The union of vector type with a array of integers is an example used in almost every tutorial of the SIMD intrinsics out there. This bug was causing gcc to perform poorly with my code compared with Microsoft Visual C++ Compiler and Intel C++ Compiler, but after working around this it generated faster code than both.
Comment 6 José Fonseca 2007-08-07 14:18:28 UTC
Created attachment 14031 [details]
Example code

This is the source-code for my example above.
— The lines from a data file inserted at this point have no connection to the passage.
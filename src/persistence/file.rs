use super::{KeyValueStore, PersistenceError, PersistenceResult, PlannerSnapshot};
use std::fs::{self, File};
use std::io::ErrorKind;
use std::path::{Path, PathBuf};

/// One `<key>.json` file per key inside a directory.
#[derive(Debug, Clone)]
pub struct JsonFileStore {
    root: PathBuf,
}

impl JsonFileStore {
    pub fn open<P: AsRef<Path>>(root: P) -> PersistenceResult<Self> {
        let root = root.as_ref().to_path_buf();
        fs::create_dir_all(&root)?;
        Ok(Self { root })
    }

    pub fn root(&self) -> &Path {
        &self.root
    }

    fn path_for(&self, key: &str) -> PersistenceResult<PathBuf> {
        let valid = !key.is_empty()
            && key
                .chars()
                .all(|c| c.is_ascii_alphanumeric() || c == '_' || c == '-');
        if !valid {
            return Err(PersistenceError::InvalidData(format!(
                "key '{key}' cannot be used as a file name"
            )));
        }
        Ok(self.root.join(format!("{key}.json")))
    }
}

impl KeyValueStore for JsonFileStore {
    fn get(&self, key: &str) -> PersistenceResult<Option<String>> {
        let path = self.path_for(key)?;
        match fs::read_to_string(&path) {
            Ok(contents) => Ok(Some(contents)),
            Err(err) if err.kind() == ErrorKind::NotFound => Ok(None),
            Err(err) => Err(err.into()),
        }
    }

    /// Writes a temporary sibling and renames it over the target, so a reader
    /// sees either the old blob or the new one.
    fn set(&mut self, key: &str, value: &str) -> PersistenceResult<()> {
        let path = self.path_for(key)?;
        let tmp = path.with_extension("json.tmp");
        fs::write(&tmp, value)?;
        fs::rename(&tmp, &path)?;
        Ok(())
    }

    fn remove(&mut self, key: &str) -> PersistenceResult<()> {
        let path = self.path_for(key)?;
        match fs::remove_file(&path) {
            Ok(()) => Ok(()),
            Err(err) if err.kind() == ErrorKind::NotFound => Ok(()),
            Err(err) => Err(err.into()),
        }
    }
}

pub fn save_snapshot_to_json<P: AsRef<Path>>(
    snapshot: &PlannerSnapshot,
    path: P,
) -> PersistenceResult<()> {
    super::validate_snapshot(snapshot)?;
    let file = File::create(path)?;
    serde_json::to_writer_pretty(file, snapshot)?;
    Ok(())
}

pub fn load_snapshot_from_json<P: AsRef<Path>>(path: P) -> PersistenceResult<PlannerSnapshot> {
    let file = File::open(path)?;
    let snapshot: PlannerSnapshot = serde_json::from_reader(file)?;
    super::validate_snapshot(&snapshot)?;
    Ok(snapshot)
}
To get the assembly run as:

gcc -S -DCASE=0 -O3 -msse2 -o sse2-union-0.s sse2-union.cpp
gcc -S -DCASE=1 -O3 -msse2 -o sse2-union-1.s sse2-union.cpp
gcc -S -DCASE=2 -O3 -msse2 -o sse2-union-2.s sse2-union.cpp
gcc -S -DCASE=3 -O3 -msse2 -o sse2-union-3.s sse2-union.cpp

This was run on (gcc -v):

Using built-in specs.
Target: i486-linux-gnu
Configured with: ../src/configure -v --enable-languages=c,c++,fortran,objc,obj-c++,treelang --prefix=/usr --enable-shared --with-system-zlib --libexecdir=/usr/lib --without-included-gettext --enable-threads=posix --enable-nls --with-gxx-include-dir=/usr/include/c++/4.1.3 --program-suffix=-4.1 --enable-__cxa_atexit --enable-clocale=gnu --enable-libstdcxx-debug --enable-mpfr --enable-checking=release i486-linux-gnu
Thread model: posix
gcc version 4.1.3 20070718 (prerelease) (Debian 4.1.2-14)

But I actually first discovered this in an unofficial build of gcc-4.2 for MinGW.
Comment 7 Andrew Pinski 2007-11-03 17:57:41 UTC
This is a target issue for not using the SSE register when doing copies:
;; a = *p
Is expanded as sequences of load/stores.
Comment 8 Andrew Pinski 2021-06-08 09:26:08 UTC
Been fixed for a long time now.  At least since GCC 4.8.5.  


  a$m_4 = MEM[(const union I16x8 &)p_2(D)];
  _5 = VIEW_CONVERT_EXPR<__v8hi>(a$m_4);
  _6 = __builtin_ia32_paddw128 (_5, _5);
  _7 = VIEW_CONVERT_EXPR<__m128i>(_6);
  MEM[(union I16x8 *)p_2(D)] = _7;


Either it was when SRA was improved or MEM_REF was added but it has been fixed for over 8 years now.